Authors: Xian-Bing Meng; Han-Xiong Li; Xiao-Zhi Gao

Addresses: College of Mechanical and Electrical Engineering, Central South University, Changsha, China ' Department of Systems Engineering and Engineering Management, City University of Hong Kong, Hong Kong, China ' School of Computing, University of Eastern Finland, Kuopio, Finland; Machine Vision and Pattern Recognition Laboratory, Lappeenranta University of Technology, Lappeenranta, Finland

Abstract: A reinforcement learning-based bat algorithm is proposed for solving structural design problems. By incorporating reinforcement learning, the algorithm's performance feedback is formulated to adaptively select between algorithm's different operators. To improve the solution diversity, a new metric of individual difference is designed. The individual difference-based strategies are proposed to adaptively tune the algorithm's parameters.

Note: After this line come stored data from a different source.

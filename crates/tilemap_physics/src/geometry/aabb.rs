//! Axis-aligned bounding box

use crate::foundation::math::Vec2;

/// Axis-aligned bounding box in level coordinates (y grows down)
///
/// Bounds are closed: boxes that share an edge intersect, and points on the
/// boundary are contained. The box is empty when `left > right` or
/// `top > bottom`.
#[derive(Debug, Clone, Copy, PartialEq)]
pub struct Aabb {
    /// Minimum x
    pub left: f32,
    /// Minimum y
    pub top: f32,
    /// Maximum x
    pub right: f32,
    /// Maximum y
    pub bottom: f32,
}

impl Default for Aabb {
    fn default() -> Self {
        Self::empty()
    }
}

impl From<Vec2> for Aabb {
    fn from(point: Vec2) -> Self {
        Self::from_point(point)
    }
}

impl Aabb {
    /// Create a box from its four bounds
    pub const fn new(left: f32, top: f32, right: f32, bottom: f32) -> Self {
        Self { left, top, right, bottom }
    }

    /// The canonical empty box, identity element for unions
    pub const fn empty() -> Self {
        Self {
            left: f32::INFINITY,
            top: f32::INFINITY,
            right: f32::NEG_INFINITY,
            bottom: f32::NEG_INFINITY,
        }
    }

    /// Degenerate box covering a single point
    pub fn from_point(point: Vec2) -> Self {
        Self::new(point.x, point.y, point.x, point.y)
    }

    /// Tight bound of a set of points (empty if there are none)
    pub fn from_points<'a, I>(points: I) -> Self
    where
        I: IntoIterator<Item = &'a Vec2>,
    {
        points.into_iter().fold(Self::empty(), |aabb, point| aabb.union(&Self::from_point(*point)))
    }

    /// Union of a set of boxes (empty if there are none)
    pub fn from_aabbs<'a, I>(aabbs: I) -> Self
    where
        I: IntoIterator<Item = &'a Aabb>,
    {
        aabbs.into_iter().fold(Self::empty(), |aabb, other| aabb.union(other))
    }

    /// Smallest box containing both boxes
    pub fn union(&self, other: &Aabb) -> Aabb {
        Aabb::new(
            self.left.min(other.left),
            self.top.min(other.top),
            self.right.max(other.right),
            self.bottom.max(other.bottom),
        )
    }

    /// Whether the box encloses no points
    pub fn is_empty(&self) -> bool {
        self.left > self.right || self.top > self.bottom
    }

    /// Horizontal extent, `NaN` if negative
    pub fn width(&self) -> f32 {
        let width = self.right - self.left;
        if width >= 0.0 { width } else { f32::NAN }
    }

    /// Vertical extent, `NaN` if negative
    pub fn height(&self) -> f32 {
        let height = self.bottom - self.top;
        if height >= 0.0 { height } else { f32::NAN }
    }

    /// Centre point
    pub fn centre(&self) -> Vec2 {
        Vec2::new((self.left + self.right) * 0.5, (self.top + self.bottom) * 0.5)
    }

    /// Whether `point` lies inside or on the boundary
    pub fn contains_point(&self, point: &Vec2) -> bool {
        self.left <= point.x && point.x <= self.right && self.top <= point.y && point.y <= self.bottom
    }

    /// Whether every point lies inside or on the boundary
    pub fn contains_points<'a, I>(&self, points: I) -> bool
    where
        I: IntoIterator<Item = &'a Vec2>,
    {
        points.into_iter().all(|point| self.contains_point(point))
    }

    /// Whether the two boxes overlap (touching edges count)
    pub fn intersects(&self, other: &Aabb) -> bool {
        self.left <= other.right
            && self.right >= other.left
            && self.top <= other.bottom
            && self.bottom >= other.top
    }

    /// Box shifted by `offset`
    pub fn translated(&self, offset: &Vec2) -> Aabb {
        Aabb::new(
            self.left + offset.x,
            self.top + offset.y,
            self.right + offset.x,
            self.bottom + offset.y,
        )
    }

    /// Box grown by `margin` on all four sides
    pub fn expanded(&self, margin: f32) -> Aabb {
        Aabb::new(
            self.left - margin,
            self.top - margin,
            self.right + margin,
            self.bottom + margin,
        )
    }
}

The variations of the pulse rates and loudness are newly designed to formulate their effects on the local search and foraging efficiency. Simulations and comparisons based on ten structural design problems with continuous/discrete variables demonstrate the superiority of the proposed algorithm.

Keywords: bat algorithm; reinforcement learning; individual difference; adaptive tuning.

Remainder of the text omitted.